Dataset entries
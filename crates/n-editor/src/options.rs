//! Surface options — the `:set` system.
//!
//! Parses Vim-style `:set` directives and applies them to an [`Options`]
//! value. The surface reads its options to answer
//! [`EditorHost::is_editing_disabled`](crate::host::EditorHost::is_editing_disabled).
//!
//! # Supported syntax
//!
//! | Syntax           | Effect                        |
//! |------------------|-------------------------------|
//! | `:set option`    | Enable boolean                |
//! | `:set nooption`  | Disable boolean               |
//! | `:set option!`   | Toggle boolean                |
//! | `:set option?`   | Query current value           |
//! | `:set`           | Show changed options          |
//! | `:set all`       | Show all options              |
//!
//! # Option names
//!
//! | Full name  | Abbrev | Type | Default | Effect                          |
//! |------------|--------|------|---------|---------------------------------|
//! | `readonly` | `ro`   | bool | false   | Commands pass instead of editing |

use crate::error::{Error, Result};

/// A parsed `:set` directive.
#[derive(Debug, Clone, PartialEq, Eq)]
pub enum SetDirective {
    /// `:set option` — enable a boolean option.
    On(String),

    /// `:set nooption` — disable a boolean option.
    Off(String),

    /// `:set option!` — toggle a boolean option.
    Toggle(String),

    /// `:set option?` — query the current value.
    Query(String),

    /// `:set option=value` — assign a value.
    Assign(String, String),

    /// `:set` with no arguments — show changed options.
    ShowChanged,

    /// `:set all` — show all options.
    ShowAll,
}

/// Canonical full name for a known boolean option, resolving abbreviations.
#[must_use]
pub fn canonical_bool_option(name: &str) -> Option<&'static str> {
    match name {
        "readonly" | "ro" => Some("readonly"),
        _ => None,
    }
}

/// Returns `true` if `name` is a known boolean option (full name or abbreviation).
#[must_use]
pub fn is_bool_option(name: &str) -> bool {
    canonical_bool_option(name).is_some()
}

/// Parse the full `:set` arguments string into directives.
///
/// An empty argument string produces [`SetDirective::ShowChanged`].
#[must_use]
pub fn parse_set(args: &str) -> Vec<SetDirective> {
    let trimmed = args.trim();
    if trimmed.is_empty() {
        return vec![SetDirective::ShowChanged];
    }
    trimmed.split_whitespace().map(parse_set_arg).collect()
}

/// Parse a single `:set` argument into a directive.
#[must_use]
pub fn parse_set_arg(arg: &str) -> SetDirective {
    if arg == "all" {
        return SetDirective::ShowAll;
    }

    if let Some((name, value)) = arg.split_once('=') {
        return SetDirective::Assign(name.to_string(), value.to_string());
    }

    if let Some(name) = arg.strip_suffix('?') {
        return SetDirective::Query(name.to_string());
    }

    if let Some(name) = arg.strip_suffix('!') {
        return SetDirective::Toggle(name.to_string());
    }

    // Only strip "no" when the rest is a real option name.
    if let Some(name) = arg.strip_prefix("no").filter(|n| is_bool_option(n)) {
        return SetDirective::Off(name.to_string());
    }

    SetDirective::On(arg.to_string())
}

/// Format a boolean option for display: `"name"` or `"noname"`.
#[must_use]
pub fn format_bool(name: &str, value: bool) -> String {
    if value {
        name.to_string()
    } else {
        format!("no{name}")
    }
}

// ---------------------------------------------------------------------------
// Options
// ---------------------------------------------------------------------------

/// Option values for one editing surface.
#[derive(Debug, Clone, Copy, Default, PartialEq, Eq)]
pub struct Options {
    /// Refuse edits. Commands report "not handled" instead of mutating.
    pub readonly: bool,
}

impl Options {
    /// Apply one directive. Returns a message for directives that display
    /// something (`?`, bare `:set`, `:set all`).
    ///
    /// # Errors
    ///
    /// [`Error::UnknownOption`] for names we don't know, and
    /// [`Error::InvalidValue`] for `=` assignments, which no boolean accepts.
    pub fn apply(&mut self, directive: &SetDirective) -> Result<Option<String>> {
        match directive {
            SetDirective::On(name) => *self.flag_mut(name)? = true,
            SetDirective::Off(name) => *self.flag_mut(name)? = false,
            SetDirective::Toggle(name) => {
                let flag = self.flag_mut(name)?;
                *flag = !*flag;
            }
            SetDirective::Query(name) => {
                let full = canonical(name)?;
                return Ok(Some(format_bool(full, self.readonly)));
            }
            SetDirective::Assign(name, value) => {
                canonical(name)?;
                return Err(Error::InvalidValue {
                    option: name.clone(),
                    value: value.clone(),
                });
            }
            SetDirective::ShowChanged => {
                let shown = if *self == Self::default() {
                    String::new()
                } else {
                    format_bool("readonly", self.readonly)
                };
                return Ok(Some(shown));
            }
            SetDirective::ShowAll => return Ok(Some(format_bool("readonly", self.readonly))),
        }
        Ok(None)
    }

    /// Parse and apply a whole `:set` argument string, stopping at the first
    /// error. Messages from display directives are joined with spaces.
    ///
    /// # Errors
    ///
    /// Same as [`apply`](Self::apply).
    pub fn set(&mut self, args: &str) -> Result<Option<String>> {
        let mut messages = Vec::new();
        for directive in parse_set(args) {
            if let Some(msg) = self.apply(&directive)? {
                messages.push(msg);
            }
        }
        Ok((!messages.is_empty()).then(|| messages.join(" ")))
    }

    fn flag_mut(&mut self, name: &str) -> Result<&mut bool> {
        match canonical(name)? {
            "readonly" => Ok(&mut self.readonly),
            other => Err(Error::UnknownOption(other.to_string())),
        }
    }
}

fn canonical(name: &str) -> Result<&'static str> {
    canonical_bool_option(name).ok_or_else(|| Error::UnknownOption(name.to_string()))
}

// ---------------------------------------------------------------------------
// Tests
// ---------------------------------------------------------------------------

▸ The task:
Copy each entry above exactly, leaving nothing out.

▸ Worked solution:
filename crates/n-editor/src/options.rs
//! Surface options — the `:set` system.
//!
//! Parses Vim-style `:set` directives and applies them to an [`Options`]
//! value. The surface reads its options to answer
//! [`EditorHost::is_editing_disabled`](crate::host::EditorHost::is_editing_disabled).
//!
//! # Supported syntax
//!
//! | Syntax           | Effect                        |
//! |------------------|-------------------------------|
//! | `:set option`    | Enable boolean                |
//! | `:set nooption`  | Disable boolean               |
//! | `:set option!`   | Toggle boolean                |
//! | `:set option?`   | Query current value           |
//! | `:set`           | Show changed options          |
//! | `:set all`       | Show all options              |
//!
//! # Option names
//!
//! | Full name  | Abbrev | Type | Default | Effect                          |
//! |------------|--------|------|---------|---------------------------------|
//! | `readonly` | `ro`   | bool | false   | Commands pass instead of editing |

use crate::error::{Error, Result};

/// A parsed `:set` directive.
#[derive(Debug, Clone, PartialEq, Eq)]
pub enum SetDirective {
    /// `:set option` — enable a boolean option.
    On(String),

    /// `:set nooption` — disable a boolean option.
    Off(String),

    /// `:set option!` — toggle a boolean option.
    Toggle(String),

    /// `:set option?` — query the current value.
    Query(String),

    /// `:set option=value` — assign a value.
    Assign(String, String),

    /// `:set` with no arguments — show changed options.
    ShowChanged,

    /// `:set all` — show all options.
    ShowAll,
}

/// Canonical full name for a known boolean option, resolving abbreviations.
#[must_use]
pub fn canonical_bool_option(name: &str) -> Option<&'static str> {
    match name {
        "readonly" | "ro" => Some("readonly"),
        _ => None,
    }
}

/// Returns `true` if `name` is a known boolean option (full name or abbreviation).
#[must_use]
pub fn is_bool_option(name: &str) -> bool {
    canonical_bool_option(name).is_some()
}

/// Parse the full `:set` arguments string into directives.
///
/// An empty argument string produces [`SetDirective::ShowChanged`].
#[must_use]
pub fn parse_set(args: &str) -> Vec<SetDirective> {
    let trimmed = args.trim();
    if trimmed.is_empty() {
        return vec![SetDirective::ShowChanged];
    }
    trimmed.split_whitespace().map(parse_set_arg).collect()
}

/// Parse a single `:set` argument into a directive.
#[must_use]
pub fn parse_set_arg(arg: &str) -> SetDirective {
    if arg == "all" {
        return SetDirective::ShowAll;
    }

    if let Some((name, value)) = arg.split_once('=') {
        return SetDirective::Assign(name.to_string(), value.to_string());
    }

    if let Some(name) = arg.strip_suffix('?') {
        return SetDirective::Query(name.to_string());
    }

    if let Some(name) = arg.strip_suffix('!') {
        return SetDirective::Toggle(name.to_string());
    }

    // Only strip "no" when the rest is a real option name.
    if let Some(name) = arg.strip_prefix("no").filter(|n| is_bool_option(n)) {
        return SetDirective::Off(name.to_string());
    }

    SetDirective::On(arg.to_string())
}

/// Format a boolean option for display: `"name"` or `"noname"`.
#[must_use]
pub fn format_bool(name: &str, value: bool) -> String {
    if value {
        name.to_string()
    } else {
        format!("no{name}")
    }
}

// ---------------------------------------------------------------------------
// Options
// ---------------------------------------------------------------------------

/// Option values for one editing surface.
#[derive(Debug, Clone, Copy, Default, PartialEq, Eq)]
pub struct Options {
    /// Refuse edits. Commands report "not handled" instead of mutating.
    pub readonly: bool,
}

impl Options {
    /// Apply one directive. Returns a message for directives that display
    /// something (`?`, bare `:set`, `:set all`).
    ///
    /// # Errors
    ///
    /// [`Error::UnknownOption`] for names we don't know, and
    /// [`Error::InvalidValue`] for `=` assignments, which no boolean accepts.
    pub fn apply(&mut self, directive: &SetDirective) -> Result<Option<String>> {
        match directive {
            SetDirective::On(name) => *self.flag_mut(name)? = true,
            SetDirective::Off(name) => *self.flag_mut(name)? = false,
            SetDirective::Toggle(name) => {
                let flag = self.flag_mut(name)?;
                *flag = !*flag;
            }
            SetDirective::Query(name) => {
                let full = canonical(name)?;
                return Ok(Some(format_bool(full, self.readonly)));
            }
            SetDirective::Assign(name, value) => {
                canonical(name)?;
                return Err(Error::InvalidValue {
                    option: name.clone(),
                    value: value.clone(),
                });
            }
            SetDirective::ShowChanged => {
                let shown = if *self == Self::default() {
                    String::new()
                } else {
                    format_bool("readonly", self.readonly)
                };
                return Ok(Some(shown));
            }
            SetDirective::ShowAll => return Ok(Some(format_bool("readonly", self.readonly))),
        }
        Ok(None)
    }

    /// Parse and apply a whole `:set` argument string, stopping at the first
    /// error. Messages from display directives are joined with spaces.
    ///
    /// # Errors
    ///
    /// Same as [`apply`](Self::apply).
    pub fn set(&mut self, args: &str) -> Result<Option<String>> {
        let mut messages = Vec::new();
        for directive in parse_set(args) {
            if let Some(msg) = self.apply(&directive)? {
                messages.push(msg);
            }
        }
        Ok((!messages.is_empty()).then(|| messages.join(" ")))
    }

    fn flag_mut(&mut self, name: &str) -> Result<&mut bool> {
        match canonical(name)? {
            "readonly" => Ok(&mut self.readonly),
            other => Err(Error::UnknownOption(other.to_string())),
        }
    }
}

fn canonical(name: &str) -> Result<&'static str> {
    canonical_bool_option(name).ok_or_else(|| Error::UnknownOption(name.to_string()))
}

// ---------------------------------------------------------------------------
// Tests
// ---------------------------------------------------------------------------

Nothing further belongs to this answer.